Важнейшая черта, которая отличает человеческого ребенка от всех прочих живых существ уже на самых ранних ступенях раз­вития состоит в его удивительной эмоциональной ранимости, уди­вительной эмоциональной незащищенности. Уже с момента рож­дения на свет человеческий ребенок принципиально отличается от детенышей высших приматов по параметру эмоционального реагирования на окружающий мир. Знаменитый "комплекс ожив­ления" при приближении взрослого, многообразие мимических реакций на фоне подчеркнутой телесной беспомощности - все это позволяет говорить, что в самой природе человека заложена по­вышенная эмоциональная ранимость, эмоциональная сверхчув­ствительность, совершенно не характерная для детенышей при­матов или любых других высших животных. Период младенче­ства у человеческого ребенка - это период непрестанных эмоцио­нально-психологических травм, начиная с травмы рождения (свя­занной со спецификой родовых путей прямоходящей женщины и непропорционально большим объемом черепа рождающегося ре­бенка) и кончая множеством ситуаций, связанных с подчеркну­той беспомощностью человеческого ребенка на протяжении дол­гих месяцев затянувшегося младенчества. Детеныш шимпанзе уже очень скоро после рождения не требует постоянной физиологи-

ческой опеки. Тем более он не нуждается в психологической и эмоциональной опеке, чего никак не скажешь про человеческого ребенка.

Однако до поры до времени эмоционально-психологическая травматизированность человеческого ребенка не может получить каких-то культурно-конструктивных выходов. До той поры, по­куда его манипулятивно-предметная активность не обретает ме­точное измерение.

По внешним параметрам манипулятивно-предметная активность ребенка мало чем отличается от соответствующей активности де­теныша шимпанзе. Но у этой активности принципиально раз­личный эмоционально-психологический фон. И, соответственно, совершенно различный результат: только у человеческого ребен­ка возникает прообраз того, что в последующем будет названо мифосемантикой предмета.

При этом существенным оказывается то, что манипулятивная активность девятимесячного ребенка с предметами окружающей его среды происходит на фоне бурно развивающегося и усложня­ющегося мозга, о чем косвенно свидетельствует изменение объем­ных его параметров, когда примерно к девятимесячному возрасту объем этого мозга оставляет далеко позади соответствующие по­казатели мозга взрослого шимпанзе и колеблется в пределах, коррелирующих с объемами мозга вида Homo habilis. И вполне вероятно, что именно с этого возраста мозг ребенка оказывается принципиально способен к восприятию тех или иных отметин в качестве знаков - в границах пока еще правополушарной доми­нанты.

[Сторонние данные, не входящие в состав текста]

use crate::filter::keywords::{FIRST, ROWS};
use crate::filter::{Filter, Relation};
use serde::{Deserialize, Serialize};
use thiserror::Error;

#[derive(Debug, Error, PartialEq, Eq)]
pub enum CountsError {
    #[error("First row index must be at least 1, got {0}")]
    FirstBelowOne(u64),

    #[error("Filtered count {filtered} exceeds total count {all}")]
    FilteredExceedsAll { filtered: u64, all: u64 },

    #[error("Page length {length} exceeds filtered count {filtered}")]
    LengthExceedsFiltered { length: u64, filtered: u64 },
}

/// Counts as reported by the server, before validation
#[derive(Debug, Clone, Copy, Default, Serialize, Deserialize)]
#[serde(default)]
pub struct RawCollectionCounts {
    pub first: u64,
    pub all: u64,
    pub filtered: u64,
    pub length: u64,
    pub rows: u64,
}

/// Pagination bookkeeping returned alongside an entity list
#[derive(Debug, Clone, Copy, PartialEq, Eq, Serialize, Deserialize)]
#[serde(try_from = "RawCollectionCounts", into = "RawCollectionCounts")]
pub struct CollectionCounts {
    first: u64,
    all: u64,
    filtered: u64,
    length: u64,
    rows: u64,
}

impl CollectionCounts {
    pub fn new(
        first: u64,
        all: u64,
        filtered: u64,
        length: u64,
        rows: u64,
    ) -> Result<Self, CountsError> {
        if first < 1 {
            return Err(CountsError::FirstBelowOne(first));
        }
        if filtered > all {
            return Err(CountsError::FilteredExceedsAll { filtered, all });
        }
        if length > filtered {
            return Err(CountsError::LengthExceedsFiltered { length, filtered });
        }
        Ok(Self {
            first,
            all,
            filtered,
            length,
            rows,
        })
    }

    /// Counts for an empty collection
    pub fn empty() -> Self {
        Self {
            first: 1,
            all: 0,
            filtered: 0,
            length: 0,
            rows: 0,
        }
    }

    pub fn first(&self) -> u64 {
        self.first
    }

    pub fn all(&self) -> u64 {
        self.all
    }

    pub fn filtered(&self) -> u64 {
        self.filtered
    }

    pub fn length(&self) -> u64 {
        self.length
    }

    pub fn rows(&self) -> u64 {
        self.rows
    }

    /// Index of the last row on this page; `first - 1` for an empty page
    pub fn last(&self) -> u64 {
        match self.length {
            0 => self.first - 1,
            length => self.first.saturating_add(length - 1),
        }
    }

    pub fn is_first(&self) -> bool {
        self.first == 1
    }

    pub fn is_last(&self) -> bool {
        self.last() >= self.filtered
    }

    pub fn has_next(&self) -> bool {
        !self.is_last()
    }

    pub fn has_previous(&self) -> bool {
        !self.is_first()
    }

    /// 1-based page number. A page size of zero counts as a single page.
    pub fn current_page(&self) -> u64 {
        if self.rows == 0 {
            return 1;
        }
        (self.first - 1) / self.rows + 1
    }

    pub fn page_count(&self) -> u64 {
        if self.rows == 0 {
            return 1;
        }
        self.filtered.div_ceil(self.rows).max(1)
    }

    /// `filter` moved to the page after this one
    pub fn next_filter(&self, filter: &Filter) -> Filter {
        self.page_filter(filter, self.last().saturating_add(1))
    }

    /// `filter` moved to the page before this one
    pub fn previous_filter(&self, filter: &Filter) -> Filter {
        self.page_filter(filter, self.first.saturating_sub(self.rows).max(1))
    }

    /// `filter` moved to the last page
    pub fn last_filter(&self, filter: &Filter) -> Filter {
        let first = (self.page_count() - 1) * self.rows + 1;
        self.page_filter(filter, first)
    }

    fn page_filter(&self, filter: &Filter, first: u64) -> Filter {
        let filter = filter.set(FIRST, to_filter_int(first), Relation::Equal);
        if self.rows > 0 {
            filter.set(ROWS, to_filter_int(self.rows), Relation::Equal)
        } else {
            filter
        }
    }
}

fn to_filter_int(value: u64) -> i64 {
    i64::try_from(value).unwrap_or(i64::MAX)
}

impl Default for CollectionCounts {
    fn default() -> Self {
        Self::empty()
    }
}

impl TryFrom<RawCollectionCounts> for CollectionCounts {
    type Error = CountsError;

    fn try_from(raw: RawCollectionCounts) -> Result<Self, Self::Error> {
        CollectionCounts::new(raw.first, raw.all, raw.filtered, raw.length, raw.rows)
    }
}

impl From<CollectionCounts> for RawCollectionCounts {
    fn from(counts: CollectionCounts) -> Self {
        RawCollectionCounts {
            first: counts.first,
            all: counts.all,
            filtered: counts.filtered,
            length: counts.length,
            rows: counts.rows,
        }
    }
}

#[cfg(test)]
mod tests {
    use super::*;

    #[test]
    fn test_middle_page() {
        let counts = CollectionCounts::new(11, 100, 45, 10, 10).unwrap();
        assert_eq!(counts.last(), 20);
        assert!(!counts.is_first());
        assert!(!counts.is_last());
        assert!(counts.has_next());
        assert!(counts.has_previous());
        assert_eq!(counts.current_page(), 2);
        assert_eq!(counts.page_count(), 5);
    }

    #[test]
    fn test_last_partial_page() {
        let counts = CollectionCounts::new(41, 100, 45, 5, 10).unwrap();
        assert_eq!(counts.last(), 45);
        assert!(counts.is_last());
        assert!(!counts.has_next());
        assert_eq!(counts.current_page(), 5);
    }

    #[test]
    fn test_empty() {
        let counts = CollectionCounts::empty();
        assert_eq!(counts.last(), 0);
        assert!(counts.is_first());
        assert!(counts.is_last());
        assert_eq!(counts.page_count(), 1);
    }

    #[test]
    fn test_invariants() {
        assert_eq!(
            CollectionCounts::new(0, 10, 5, 5, 5),
            Err(CountsError::FirstBelowOne(0))
        );
        assert_eq!(
            CollectionCounts::new(1, 10, 11, 5, 5),
            Err(CountsError::FilteredExceedsAll {
                filtered: 11,
                all: 10
            })
        );
        assert_eq!(
            CollectionCounts::new(1, 10, 5, 6, 10),
            Err(CountsError::LengthExceedsFiltered {
                length: 6,
                filtered: 5
            })
        );
    }

    #[test]
    fn test_page_filters() {
        let counts = CollectionCounts::new(11, 100, 45, 10, 10).unwrap();
        let filter = Filter::from_string("name~web first=11 rows=10");

        assert_eq!(
            counts.next_filter(&filter).to_filter_string(),
            "name~web first=21 rows=10"
        );
        assert_eq!(counts.previous_filter(&filter).first(), Some(1));
        assert_eq!(counts.last_filter(&filter).first(), Some(41));
    }

    #[test]
    fn test_last_row_saturates() {
        let counts: CollectionCounts = serde_json::from_str(
            r#"{"first":18446744073709551615,"all":1,"filtered":1,"length":1,"rows":10}"#,
        )
        .unwrap();
        assert_eq!(counts.last(), u64::MAX);
        assert!(counts.is_last());
        assert!(!counts.has_next());

        let filter = counts.next_filter(&Filter::from_string("rows=10"));
        assert_eq!(filter.first(), Some(i64::MAX));
    }

    #[test]
    fn test_deserialize_validates() {
        let counts: CollectionCounts =
            serde_json::from_str(r#"{"first":1,"all":3,"filtered":2,"length":2,"rows":10}"#)
                .unwrap();
        assert_eq!(counts.filtered(), 2);

        let invalid = serde_json::from_str::<CollectionCounts>(
            r#"{"first":1,"all":1,"filtered":2,"length":2,"rows":10}"#,
        );
        assert!(invalid.is_err());
    }
}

Но это еще не знаки самой культуры, а, так сказать, репети­ция культуры - абсолютно субъективное означивание, которое не имеет никакого отношения к языкам культуры, но имеет смысл только для того, кто эти знаки создает. Я бы сказал так: всякий ребенок, прежде чем приступить к освоению той культуры, кото­рая создана сотнями поколений, создает свою собственную, тай­ную культуру, не имеющую отношения к знаковым системам кол­лективного культурного разума.

И это есть не что иное, как культура индивидуальных лиц, которыми предметы окружающего мира смотрят отныне на ре­бенка.

От языка меток к языку культуры

Итак, девятимесячный ребенок еще не научился жить в соот­ветствии с каким-то культурным образцом; он еще не научился осваивать культурные схемы, заложенные в окружающих его культурных предметах. Однако это вовсе не значит, что его поведение принципиально акультурно. Возраст девятимесячного ребенка - это возраст чрезвычайно высокой культурной активнос­ти; но это особая культурная активность, в которой ребенок ока­зывается, так сказать, демиургом своей собственной, авторской

мифосемантической культуры. Он еще не научился расшифро­вывать символы взрослой культуры, не научился расшифровы­вать культурные символы взрослого мира, но уже научился со­здавать символы, или, точнее, предсимволы своей собственной культуры - культуры, не понятной никому, кроме него самого. Он еще не понимает культурного шифра предмета, который лю­бым взрослым легко прочитывается как "стул" или "стол", но он уже навязывает этому предмету свой, авторский культурный шифр.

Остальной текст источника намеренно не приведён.